Concretely, here is how this method would work:
- Record the meeting using Zoom Cloud Recording (same as in Method 1).
- After the recording is complete, call Zoom’s Get Meeting Recording endpoint and get the
download_url
of the recording, which will let you download an MP4 of the recording. - Then, pass the MP4 file to the transcription provider of your choice. The transcription provider will give you back the transcript of the file, typically in
JSON
format.
Now that you understand at a high level how this works, let’s go through the pros and cons.
Pros
-
Higher quality transcription
By using a third-party transcription provider, you can get higher quality transcription than Zoom Cloud Recording produces by default.
-
Custom vocabulary support
By using a third-party transcription provider, you can customize the results of the transcription to better suit your specific use case.

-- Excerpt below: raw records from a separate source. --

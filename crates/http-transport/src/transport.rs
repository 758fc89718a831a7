//! `reqwest`-backed [`Transport`].

use std::collections::BTreeMap;

use async_trait::async_trait;
use fetcher::{ApiResponse, Parameters, ResponseMeta, Transport, TransportError};
use reqwest::{header, Client, RequestBuilder, Response};
use tracing::{debug, trace};
use url::Url;

use crate::HttpConfig;

/// Performs API exchanges over HTTP(S) with a shared [`reqwest::Client`].
///
/// The client keeps a cookie store, so the session cookie set while fetching a
/// token is sent back with the write that uses it. Dropping an exchange future
/// aborts the underlying request.
#[derive(Debug, Clone)]
pub struct ReqwestTransport {
    client: Client,
}

impl ReqwestTransport {
    /// Builds a client from `config`.
    pub fn new(config: &HttpConfig) -> Result<Self, reqwest::Error> {
        let client = Client::builder()
            .user_agent(config.user_agent.clone())
            .cookie_store(true)
            .timeout(config.timeout())
            .connect_timeout(config.connect_timeout())
            .build()?;
        Ok(Self { client })
    }

    /// Wraps an already-configured client.
    pub fn from_client(client: Client) -> Self {
        Self { client }
    }

    async fn exchange(&self, request: RequestBuilder) -> Result<ApiResponse, TransportError> {
        let response = request
            .header(header::ACCEPT, "application/json")
            .send()
            .await
            .map_err(classify)?;
        decode(response).await
    }
}

#[async_trait]
impl Transport for ReqwestTransport {
    async fn get(&self, url: Url) -> Result<ApiResponse, TransportError> {
        trace!(%url, "sending GET");
        self.exchange(self.client.get(url)).await
    }

    async fn post_form(&self, url: Url, body: &Parameters) -> Result<ApiResponse, TransportError> {
        trace!(%url, params = body.len(), "sending form POST");
        self.exchange(self.client.post(url).form(body)).await
    }
}

async fn decode(response: Response) -> Result<ApiResponse, TransportError> {
    let status = response.status();
    if !status.is_success() {
        debug!(status = status.as_u16(), "non-success response");
        return Err(TransportError::Status {
            status: status.as_u16(),
        });
    }

    let headers: BTreeMap<String, String> = response
        .headers()
        .iter()
        .filter_map(|(name, value)| {
            value
                .to_str()
                .ok()
                .map(|v| (name.as_str().to_string(), v.to_string()))
        })
        .collect();

    let bytes = response.bytes().await.map_err(classify)?;
    let json = match serde_json::from_slice::<serde_json::Value>(&bytes) {
        Ok(serde_json::Value::Object(map)) => map,
        Ok(other) => {
            return Err(TransportError::Decode(
                format!("expected a JSON object, got {}", json_kind(&other)).into(),
            ))
        }
        Err(error) => return Err(TransportError::Decode(Box::new(error))),
    };

    Ok(ApiResponse {
        json,
        meta: ResponseMeta {
            status: status.as_u16(),
            headers,
        },
    })
}

fn json_kind(value: &serde_json::Value) -> &'static str {
    match value {
        serde_json::Value::Null => "null",
        serde_json::Value::Bool(_) => "a boolean",
        serde_json::Value::Number(_) => "a number",
        serde_json::Value::String(_) => "a string",
        serde_json::Value::Array(_) => "an array",
        serde_json::Value::Object(_) => "an object",
    }
}

fn classify(error: reqwest::Error) -> TransportError {
    if error.is_timeout() {
        TransportError::Timeout(Box::new(error))
    } else if error.is_decode() {
        TransportError::Decode(Box::new(error))
    } else {
        TransportError::Connection(Box::new(error))
    }
}
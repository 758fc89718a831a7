//! Request error taxonomy.
//!
//! [`RequestError`] is the only error a [`Fetcher`](crate::Fetcher) operation
//! returns. Transport failures are wrapped in [`RequestError::Transport`] as
//! they arrive; the fetcher never reinterprets them. The one classification
//! made locally is a malformed token envelope, which becomes
//! [`RequestError::UnexpectedResponse`].

use thiserror::Error;

/// Boxed source error carried by [`TransportError`] variants.
pub type BoxError = Box<dyn std::error::Error + Send + Sync + 'static>;

// ---------------------------------------------------------------------------
// Request-level errors
// ---------------------------------------------------------------------------

/// Errors surfaced to callers of the fetcher.
#[derive(Debug, Error)]
pub enum RequestError {
    /// The response did not have the expected JSON shape (including an empty
    /// token value).
    #[error("unexpected response from the API")]
    UnexpectedResponse,

    /// Caller-supplied parameters were rejected before any network call.
    #[error("invalid request parameters: {0}")]
    InvalidParameters(#[from] ParameterError),

    /// The server reported that nothing changed.
    ///
    /// Never produced by the fetcher itself; higher layers use it to tell a
    /// no-op write apart from a successful one.
    #[error("no new data")]
    NoNewData,

    /// The operation was aborted through the cancellation registry.
    #[error("request cancelled")]
    Cancelled,

    /// The transport failed to complete the exchange.
    #[error("transport error: {0}")]
    Transport(#[from] TransportError),
}

impl RequestError {
    /// Returns `true` if the request was cancelled rather than failed.
    pub fn is_cancelled(&self) -> bool {
        matches!(self, RequestError::Cancelled)
    }
}

// ---------------------------------------------------------------------------
// Parameter validation
// ---------------------------------------------------------------------------

/// Why a request could not be built from the caller's inputs.
#[derive(Debug, Error)]
pub enum ParameterError {
    /// No host was given.
    #[error("host is empty")]
    MissingHost,

    /// The host is not a bare authority (contains a path, query or whitespace).
    #[error("invalid host '{0}'")]
    InvalidHost(String),

    /// A query or body parameter had an empty name.
    #[error("parameter name is empty")]
    EmptyParameterName,

    /// The resolved endpoint is not a valid URL.
    #[error("invalid endpoint URL: {0}")]
    InvalidUrl(#[from] url::ParseError),
}

// ---------------------------------------------------------------------------
// Transport errors
// ---------------------------------------------------------------------------

/// Failures reported by a [`Transport`](crate::Transport) implementation.
#[derive(Debug, Error)]
pub enum TransportError {
    /// The exchange did not finish within the transport's deadline.
    #[error("request timed out")]
    Timeout(#[source] BoxError),

    /// The connection could not be established or broke mid-exchange.
    #[error("connection failed")]
    Connection(#[source] BoxError),

    /// The server answered with a non-success HTTP status.
    #[error("server responded with HTTP {status}")]
    Status {
        /// HTTP status code.
        status: u16,
    },

    /// The body could not be decoded as a JSON object.
    #[error("response body is not a JSON object")]
    Decode(#[source] BoxError),
}

#[cfg(test)]
mod tests {
    use std::error::Error as _;

    use super::*;

    #[test]
    fn transport_errors_keep_their_source() {
        let inner: BoxError = "socket closed".into();
        let err = RequestError::from(TransportError::Connection(inner));

        let transport = err.source().expect("transport source");
        assert_eq!(transport.to_string(), "connection failed");
        assert_eq!(transport.source().unwrap().to_string(), "socket closed");
    }

    #[test]
    fn only_cancelled_reports_cancelled() {
        assert!(RequestError::Cancelled.is_cancelled());
        assert!(!RequestError::NoNewData.is_cancelled());
        assert!(!RequestError::UnexpectedResponse.is_cancelled());
    }

    #[test]
    fn parameter_errors_render_their_reason() {
        let err = RequestError::from(ParameterError::InvalidHost("a/b".into()));
        assert_eq!(err.to_string(), "invalid request parameters: invalid host 'a/b'");
    }
}
//! Auth-token acquisition.
//!
//! Tokens are read with `action=query&meta=tokens&type=<kind>&format=json` and
//! come back as `{"query": {"tokens": {"<kind>token": "<value>"}}}`.

use tracing::{debug, instrument};

use crate::client::TrackedCall;
use crate::{
    CancellationKey, Fetcher, JsonObject, Parameters, RequestError, Token, TokenKind,
};

/// The fixed query parameters that request a token of `kind`.
pub fn token_request_parameters(kind: TokenKind) -> Parameters {
    [
        ("action", "query"),
        ("meta", "tokens"),
        ("type", kind.api_type()),
        ("format", "json"),
    ]
    .into_iter()
    .map(|(name, value)| (name.to_string(), value.to_string()))
    .collect()
}

/// Extracts the `kind` token from a token-query response.
///
/// A missing path, a non-string value, or an empty string is
/// [`RequestError::UnexpectedResponse`].
pub fn parse_token(json: &JsonObject, kind: TokenKind) -> Result<Token, RequestError> {
    json.get("query")
        .and_then(|query| query.get("tokens"))
        .and_then(|tokens| tokens.get(kind.response_field()))
        .and_then(serde_json::Value::as_str)
        .and_then(|value| Token::new(value, kind))
        .ok_or(RequestError::UnexpectedResponse)
}

impl Fetcher {
    /// Requests a fresh authorization token of `kind` from `host`.
    ///
    /// The request is registered under `cancellation_key` (generated when
    /// `None`) for as long as it runs.
    #[instrument(skip(self, cancellation_key), fields(key = tracing::field::Empty))]
    pub async fn request_auth_token(
        &self,
        host: &str,
        kind: TokenKind,
        cancellation_key: Option<CancellationKey>,
    ) -> Result<Token, RequestError> {
        let call = self.begin(cancellation_key);
        tracing::Span::current().record("key", call.key().as_str());
        self.fetch_token(&call, host, kind).await
    }

    /// Token fetch within an already-registered call.
    pub(crate) async fn fetch_token(
        &self,
        call: &TrackedCall,
        host: &str,
        kind: TokenKind,
    ) -> Result<Token, RequestError> {
        let response = self
            .perform_get(call, host, &token_request_parameters(kind))
            .await?;
        let token = parse_token(&response.json, kind)?;
        debug!(
            key = %call.key(),
            %kind,
            authorized = token.is_authorized(),
            "acquired auth token"
        );
        Ok(token)
    }
}

#[cfg(test)]
mod tests {
    use serde_json::json;

    use super::*;

    fn object(value: serde_json::Value) -> JsonObject {
        match value {
            serde_json::Value::Object(map) => map,
            other => panic!("expected an object, got {other}"),
        }
    }

    #[test]
    fn request_parameters_are_fixed() {
        let params = token_request_parameters(TokenKind::Login);
        assert_eq!(params.len(), 4);
        assert_eq!(params["action"], "query");
        assert_eq!(params["meta"], "tokens");
        assert_eq!(params["type"], "login");
        assert_eq!(params["format"], "json");
    }

    #[test]
    fn parses_a_csrf_token() {
        let json = object(json!({"query": {"tokens": {"csrftoken": "abc123"}}}));
        let token = parse_token(&json, TokenKind::Csrf).unwrap();
        assert_eq!(token.value(), "abc123");
        assert_eq!(token.kind(), TokenKind::Csrf);
        assert!(token.is_authorized());
    }

    #[test]
    fn anonymous_token_parses_as_unauthorized() {
        let json = object(json!({"query": {"tokens": {"csrftoken": "+\\"}}}));
        assert!(!parse_token(&json, TokenKind::Csrf).unwrap().is_authorized());
    }

    #[test]
    fn malformed_envelopes_are_unexpected() {
        let cases = [
            json!({"query": {"tokens": {"csrftoken": ""}}}),
            json!({"query": {"tokens": {"csrftoken": 42}}}),
            json!({"query": {"tokens": {"logintoken": "abc"}}}),
            json!({"query": {"tokens": "abc"}}),
            json!({"batchcomplete": ""}),
        ];
        for case in cases {
            let result = parse_token(&object(case.clone()), TokenKind::Csrf);
            assert!(
                matches!(result, Err(RequestError::UnexpectedResponse)),
                "{case} should be rejected"
            );
        }
    }
}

For example, many transcription providers support “word boost” or “custom vocabulary” to enable accurate transcription of industry-specific terms or company names.
-
Multi-language support
Most transcription APIs, like Google STT, support multiple languages.
Cons
-
Third-party transcription is required, which is an additional cost
You’ll need to pay an additional cost to the third-party transcription provider, which can be expensive at scale.
-
No speaker separation
Because Zoom only provides a mixed audio stream from Cloud Recordings, you’re not able to get the transcript annotated with speaker names.
-
Your users must record to Zoom Cloud
In this method, a transcript is only produced if your user records their meeting using Zoom Cloud Recording. So if your users aren’t used to recording on Zoom Cloud this will be a behaviour change they will need to make.
-
Only the host can record
Only the host of the meeting can record to Zoom Cloud, so if your user is not the host of the meeting, this method won’t be applicable.
-
Long wait time
This method relies on Zoom Cloud Recording, so you will need to wait for the Zoom Cloud Recording to finish processing, which can take up to 30 minutes for a 1 hour long call. On top of that, you will also need to pass the recording to the transcription provider, which adds additional latency.
-
Only available on paid Zoom plans
Just like with getting transcripts directly from Zoom Cloud, your users must be on a paid Zoom plan, otherwise this functionality is not available.
-
OAuth Integration needed
Just like with getting transcripts directly from Zoom Cloud, your users need to connect their Zoom accounts via OAuth, which can cause user onboarding friction.
-
Zoom will need to review your app
Just like with getting transcripts directly from Zoom Cloud, you will need to create a Zoom app to access your user’s Zoom cloud recordings. The Zoom app will need to go through a review before it can be used in production. This review takes 4 weeks on average.
-
No real-time transcripts
Zoom Cloud recordings are only available after the meeting is done, so you won’t be able to get the transcription in real time.
Method 3: RTMP live streaming + Transcription API
Another option that uses the Zoom API, but can provide real-time data is the RTMP live streaming feature that Zoom provides.
RTMP, or the Real-Time Media Protocol, is a technology that allows you to stream audio and video in real time over the internet. Zoom supports streaming Zoom meetings through RTMP, and you can set up an RTMP endpoint to receive and process these streams to get a transcription.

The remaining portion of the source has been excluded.